RE: Seeing red
January 29, 2016 at 3:14 pm
(This post was last modified: January 29, 2016 at 3:17 pm by bennyboy.)
(January 29, 2016 at 2:18 pm)Emjay Wrote:(January 29, 2016 at 1:14 pm)bennyboy Wrote: Imagine Robot Odyssey but with much more complex inputs and mechanisms: like sensitivity to varying degrees of different colors of light, different sound frequencies, etc. Then hook it up to ANNs.
Could be a lot of fun, no?
I'm up for it if you are But just to be clear, what would you like to do? Your evolution game involving these things or Robot Odyssey as a game with NNs? Because I'm not sure where the little man would fit in if the wiring in the robots of the game was replaced with NNs, unless you mean he could add neurons and connections, individually, in place of the 'soldering' he currently does in the game? Cos that could be interesting... kind of like Minecraft but with neural networks
Nope, it would basically just be rock-paper-scissors applied to game objects to get a complex interaction among properties. Examples:
-Aliens are random colors / attracted to different colors for "mating."
-There are game regions (or objects) where aliens of one color have an advantage over those of other colors
-There are random sounds / attractions / aversions to sounds
-There are game regions (or objects) which emanate random sounds
This is just two variables, but we can already see that: aliens which are attracted to mates in regions which disadvantage them will die out eventually.
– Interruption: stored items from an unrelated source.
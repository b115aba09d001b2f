//! Analytic trilateration: the point at given distances from three anchors.
//!
//! Used every solver pass to place the control points from the kite pose and
//! the bridle lengths.

use crate::vector::{Vec3, NORMALIZE_EPSILON};

/// Direction used to offset the first anchor when the anchors give no frame.
pub const FALLBACK_AXIS: Vec3 = Vec3 { x: 0.0, y: 0.0, z: 1.0 };

/// Relative slack on `z²` before radii are considered non-intersecting.
const DEPTH_TOLERANCE: f64 = 1e-12;

/// Smallest cross-axis offset of the third anchor, relative to the anchor
/// spread, for the three anchors to count as a frame.
const COLLINEAR_TOLERANCE: f64 = 1e-9;

#[derive(Debug, Clone, Copy, PartialEq)]
enum Solution {
    /// Two mirror points `base ± offset`.
    Pair { base: Vec3, offset: Vec3 },
    /// The spheres miss each other; `base` is the best in-plane estimate.
    NoIntersection { base: Vec3 },
    /// Coincident or collinear anchors.
    Degenerate,
}

fn solve(p1: Vec3, r1: f64, p2: Vec3, r2: f64, p3: Vec3, r3: f64) -> Solution {
    let d_vec = p2 - p1;
    let d = d_vec.magnitude();
    if d < NORMALIZE_EPSILON || !d.is_finite() {
        return Solution::Degenerate;
    }
    let ex = d_vec / d;

    let p13 = p3 - p1;
    let i = ex.dot(&p13);
    let across = p13 - ex * i;
    let j = across.magnitude();
    if !j.is_finite() || j < COLLINEAR_TOLERANCE * d.max(p13.magnitude()) {
        return Solution::Degenerate;
    }
    let ey = across / j;
    let ez = ex.cross(&ey);

    let x = (r1 * r1 - r2 * r2 + d * d) / (2.0 * d);
    let y = (r1 * r1 - r3 * r3 + i * i + j * j) / (2.0 * j) - (i / j) * x;
    let base = p1 + ex * x + ey * y;

    let z_sq = r1 * r1 - x * x - y * y;
    let tolerance = DEPTH_TOLERANCE * (r1 * r1).max(1.0);
    if !z_sq.is_finite() || !base.is_finite() {
        Solution::Degenerate
    } else if z_sq < -tolerance {
        Solution::NoIntersection { base }
    } else {
        Solution::Pair { base, offset: ez * z_sq.max(0.0).sqrt() }
    }
}

/// Both intersection points of the three spheres, or `None` when the anchors
/// are degenerate or the radii cannot meet.
pub fn trilaterate_exact(p1: Vec3, r1: f64, p2: Vec3, r2: f64, p3: Vec3, r3: f64) -> Option<[Vec3; 2]> {
    match solve(p1, r1, p2, r2, p3, r3) {
        Solution::Pair { base, offset } => Some([base + offset, base - offset]),
        _ => None,
    }
}

/// Point at distance `r1`, `r2`, `r3` from `p1`, `p2`, `p3`.
///
/// Of the two mirror solutions the one closer to the world origin (the
/// pilot) is returned. Never produces NaN for finite input:
/// - coincident or (nearly) collinear anchors give `p1 - r1 · FALLBACK_AXIS`;
/// - radii without a common point give the in-plane estimate (z = 0).
pub fn trilaterate_3d(p1: Vec3, r1: f64, p2: Vec3, r2: f64, p3: Vec3, r3: f64) -> Vec3 {
    let fallback = || {
        let offset = p1 - FALLBACK_AXIS * r1;
        if offset.is_finite() { offset } else { Vec3::zero() }
    };

    match solve(p1, r1, p2, r2, p3, r3) {
        Solution::Pair { base, offset } => {
            let (plus, minus) = (base + offset, base - offset);
            if minus.magnitude_sq() < plus.magnitude_sq() { minus } else { plus }
        }
        Solution::NoIntersection { base } => base,
        Solution::Degenerate => fallback(),
    }
}

#[cfg(test)]
mod tests {
    use super::*;
    use approx::assert_relative_eq;

    fn assert_distances(p: Vec3, anchors: [(Vec3, f64); 3]) {
        for (anchor, radius) in anchors {
            assert_relative_eq!(p.distance(&anchor), radius, epsilon = 1e-6);
        }
    }

    #[test]
    fn test_round_trip_axis_aligned() {
        let p1 = Vec3::new(0.0, 0.0, 0.0);
        let p2 = Vec3::new(4.0, 0.0, 0.0);
        let p3 = Vec3::new(0.0, 4.0, 0.0);
        let target = Vec3::new(1.0, 1.5, 2.0);
        let (r1, r2, r3) = (target.distance(&p1), target.distance(&p2), target.distance(&p3));

        let p = trilaterate_3d(p1, r1, p2, r2, p3, r3);
        assert_distances(p, [(p1, r1), (p2, r2), (p3, r3)]);
    }

    #[test]
    fn test_round_trip_many_configurations() {
        // Anchors well off the origin so both roots are distinguishable.
        let frames = [
            [Vec3::new(1.0, 5.0, -10.0), Vec3::new(2.5, 5.2, -10.1), Vec3::new(1.6, 6.4, -9.8)],
            [Vec3::new(-3.0, 8.0, -12.0), Vec3::new(-2.2, 7.1, -12.3), Vec3::new(-3.4, 7.6, -11.2)],
            [Vec3::new(0.0, 0.65, 0.0), Vec3::new(-0.61875, 0.1625, 0.0), Vec3::new(0.0, 0.1625, 0.0)],
        ];
        let offsets = [
            Vec3::new(0.3, 0.2, 0.5),
            Vec3::new(-0.4, -0.1, 0.2),
            Vec3::new(0.1, 0.6, -0.3),
        ];

        for anchors in frames {
            for offset in offsets {
                let target = anchors[0] + offset;
                let radii = anchors.map(|a| target.distance(&a));
                let p = trilaterate_3d(anchors[0], radii[0], anchors[1], radii[1], anchors[2], radii[2]);
                assert_distances(
                    p,
                    [(anchors[0], radii[0]), (anchors[1], radii[1]), (anchors[2], radii[2])],
                );
                assert!(p.is_finite());
            }
        }
    }

    #[test]
    fn test_picks_root_nearer_origin() {
        // Anchors in the plane z = -10; mirror roots at z = -10 ± 1.
        let p1 = Vec3::new(0.0, 0.0, -10.0);
        let p2 = Vec3::new(1.0, 0.0, -10.0);
        let p3 = Vec3::new(0.0, 1.0, -10.0);
        let near = Vec3::new(0.0, 0.0, -9.0);
        let radii = [p1, p2, p3].map(|a| near.distance(&a));

        let p = trilaterate_3d(p1, radii[0], p2, radii[1], p3, radii[2]);
        assert_relative_eq!(p, near, epsilon = 1e-9);

        // Same anchors on the other side of the origin: the root flips.
        let q1 = Vec3::new(0.0, 0.0, 10.0);
        let q2 = Vec3::new(1.0, 0.0, 10.0);
        let q3 = Vec3::new(0.0, 1.0, 10.0);
        let p = trilaterate_3d(q1, radii[0], q2, radii[1], q3, radii[2]);
        assert_relative_eq!(p, Vec3::new(0.0, 0.0, 9.0), epsilon = 1e-9);
    }

    #[test]
    fn test_exact_returns_both_mirror_roots() {
        let p1 = Vec3::zero();
        let p2 = Vec3::unit_x();
        let p3 = Vec3::up();
        let target = Vec3::new(0.25, 0.25, 0.5);
        let radii = [p1, p2, p3].map(|a| target.distance(&a));
        let [a, b] = trilaterate_exact(p1, radii[0], p2, radii[1], p3, radii[2]).unwrap();
        assert_relative_eq!(a.z, -b.z, epsilon = 1e-12);
        assert_relative_eq!(a.z.abs(), 0.5, epsilon = 1e-9);
    }

    #[test]
    fn test_coincident_anchors_fall_back() {
        let p = Vec3::new(1.0, 2.0, 3.0);
        let result = trilaterate_3d(p, 0.5, p, 0.5, p, 0.5);
        assert_eq!(result, p - FALLBACK_AXIS * 0.5);
        assert!(trilaterate_exact(p, 0.5, p, 0.5, p, 0.5).is_none());
    }

    #[test]
    fn test_collinear_anchors_fall_back() {
        let result = trilaterate_3d(
            Vec3::zero(),
            1.0,
            Vec3::unit_x(),
            1.0,
            Vec3::new(2.0, 0.0, 0.0),
            1.0,
        );
        assert_eq!(result, Vec3::new(0.0, 0.0, -1.0));
    }

    #[test]
    fn test_nearly_collinear_anchors_fall_back() {
        // Third anchor 1e-11 m off the axis: passes normalization, but the
        // in-plane estimate would be ~1e10 m away.
        let p1 = Vec3::new(0.0, 7.0, -12.0);
        let p3 = Vec3::new(2.0, 7.0 + 1e-11, -12.0);
        let result = trilaterate_3d(p1, 0.65, Vec3::new(1.0, 7.0, -12.0), 0.7, p3, 0.6);
        assert_eq!(result, p1 - FALLBACK_AXIS * 0.65);
        assert!(trilaterate_exact(p1, 0.65, Vec3::new(1.0, 7.0, -12.0), 0.7, p3, 0.6).is_none());
    }

    #[test]
    fn test_zero_radii_are_finite() {
        let result = trilaterate_3d(
            Vec3::zero(),
            0.0,
            Vec3::unit_x(),
            0.0,
            Vec3::up(),
            0.0,
        );
        assert!(result.is_finite());
    }

    #[test]
    fn test_infeasible_radii_are_finite() {
        let p1 = Vec3::zero();
        let p2 = Vec3::new(10.0, 0.0, 0.0);
        let p3 = Vec3::new(0.0, 10.0, 0.0);
        let result = trilaterate_3d(p1, 1.0, p2, 1.0, p3, 1.0);
        assert!(result.is_finite());
        // In-plane estimate: stays in the anchor plane.
        assert_relative_eq!(result.z, 0.0, epsilon = 1e-12);
        assert!(trilaterate_exact(p1, 1.0, p2, 1.0, p3, 1.0).is_none());
    }
}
Aliens which have an attraction to different sound regions will "pull" apart.
If we made sexual reproduction involving various degrees of child-caring, we'd find eventually that females either become more selective in looking for compatible males, or that they'd look for resource-rich areas that could support a gazillion offspring.
In short, I think with just a few variables, we could kind of simulate a narrow band of the evolutionary process. What if the most resource-rich asteroid was located in a purple zone, and emanated classical music? How many generations would it take for ALL the nearby organisms to prefer that place, that sound, and each others' colors?
This all reminds me of a question for Rhythm and Jorm: is the encoding in DNA an idea?